• Task directions: From the entries that follow, reproduce exactly and only the lines from the line with "if start < 0" to the line with "if start < end", endpoints included.

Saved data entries
//! Core of the cachegen toolchain.
//!
//! cachegen compiles a line-oriented description of a cache hierarchy into
//! C++ that instantiates the cache simulation template library. The
//! pipeline is roughly:
//!
//!   source .cdsl
//!     -> grammar / parser (one statement per line)
//!     -> typecheck        (template families and parameter categories)
//!     -> connect          (entities and connection range expansion)
//!     -> codegen_cpp      (header + init() source)
//!
//! All state of one compilation lives in a [`Context`]. The command-line
//! driver and tests should depend on this crate rather than reimplementing
//! the pipeline.

// ---------------------------------------------------------------------
// Error handling
// ---------------------------------------------------------------------

pub mod error;

// ---------------------------------------------------------------------
// Front-end: grammar and statement parsing
// ---------------------------------------------------------------------

pub mod grammar;
pub mod parser;
pub mod ast;

// ---------------------------------------------------------------------
// Semantic layers: symbol tables, type families, validation, wiring
// ---------------------------------------------------------------------

pub mod builtins;
pub mod types;
pub mod typecheck;
pub mod context;
pub mod entity;
pub mod connect;

// ---------------------------------------------------------------------
// Back-end: code generation and compiler orchestration
// ---------------------------------------------------------------------

pub mod codegen_cpp;
pub mod compiler;

// ---------------------------------------------------------------------
// Public API re-exports
// ---------------------------------------------------------------------

pub use compiler::{CompilationArtifact, CompileOptions, Compiler, ErrorPolicy, compile};
pub use context::Context;
pub use error::CoreError;
//! Resolution of `create` and `connect` statements.
//!
//! Both functions only read the context. They return what should be
//! committed, so a statement that fails any check leaves no trace.

use crate::ast::ConnectStatement;
use crate::context::Context;
use crate::entity::{Connection, Entity};
use crate::error::{CoreError, SymbolKind};

/// Resolves `create NAME = TYPE[SIZE];`. A missing size means one instance.
pub fn resolve_create(
    ctx: &Context,
    name: &str,
    type_name: &str,
    size: Option<&str>,
) -> Result<Entity, CoreError> {
    let ty = ctx
        .lookup_type(type_name)
        .ok_or_else(|| CoreError::NameNotFound {
            kind: SymbolKind::Type,
            name: type_name.to_string(),
        })?;
    let size = match size {
        Some(token) => ctx.resolve_int(token)?,
        None => 1,
    };
    if size < 1 {
        return Err(CoreError::InvalidSize {
            name: name.to_string(),
            size,
        });
    }
    Ok(Entity {
        name: name.to_string(),
        type_name: type_name.to_string(),
        family: ty.family,
        size: size as usize,
    })
}

/// Expands a `connect` statement into its edges, lowest client index first.
///
/// Without a range the whole client array is swept. `[HI:LO]` must satisfy
/// `size > HI >= LO >= 0`; `[N]` connects a single instance. The manager
/// index defaults to 0.
pub fn resolve_connect(
    ctx: &Context,
    stmt: &ConnectStatement,
) -> Result<Vec<Connection>, CoreError> {
    let client = find_entity(ctx, &stmt.client)?;
    let manager = find_entity(ctx, &stmt.manager)?;
    let client_size = client.size as i64;
    let manager_size = manager.size as i64;

    let out_of_range = |entity: &Entity, index: i64| CoreError::IndexOutOfRange {
        entity: entity.name.clone(),
        index,
        size: entity.size as i64,
    };

    let (start, end) = match &stmt.range {
        Some(range) => {
            let start = ctx.resolve_int(&range.start)?;
            if start < 0 || start >= client_size {
                return Err(out_of_range(client, start));
            }
            let end = match &range.end {
                Some(token) => {
                    let end = ctx.resolve_int(token)?;
                    if start < end || end < 0 || end >= client_size {
                        return Err(out_of_range(client, end));
                    }
                    end
                }
                None => start,
            };
            (start, end)
        }
        None => (client_size - 1, 0),
    };

    let manager_index = match &stmt.index {
        Some(token) => ctx.resolve_int(token)?,
        None => 0,
    };
    if manager_index < 0 || manager_index >= manager_size {
        return Err(out_of_range(manager, manager_index));
    }

    Ok((end..=start)
        .map(|i| Connection::new(&client.name, i as usize, &manager.name, manager_index as usize))
        .collect())
}

fn find_entity<'a>(ctx: &'a Context, name: &str) -> Result<&'a Entity, CoreError> {
    ctx.lookup_entity(name).ok_or_else(|| CoreError::NameNotFound {
        kind: SymbolKind::Entity,
        name: name.to_string(),
    })
}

• Solution to this exercise:
            if start < 0 || start >= client_size {
                return Err(out_of_range(client, start));
            }
            let end = match &range.end {
                Some(token) => {
                    let end = ctx.resolve_int(token)?;
                    if start < end || end < 0 || end >= client_size {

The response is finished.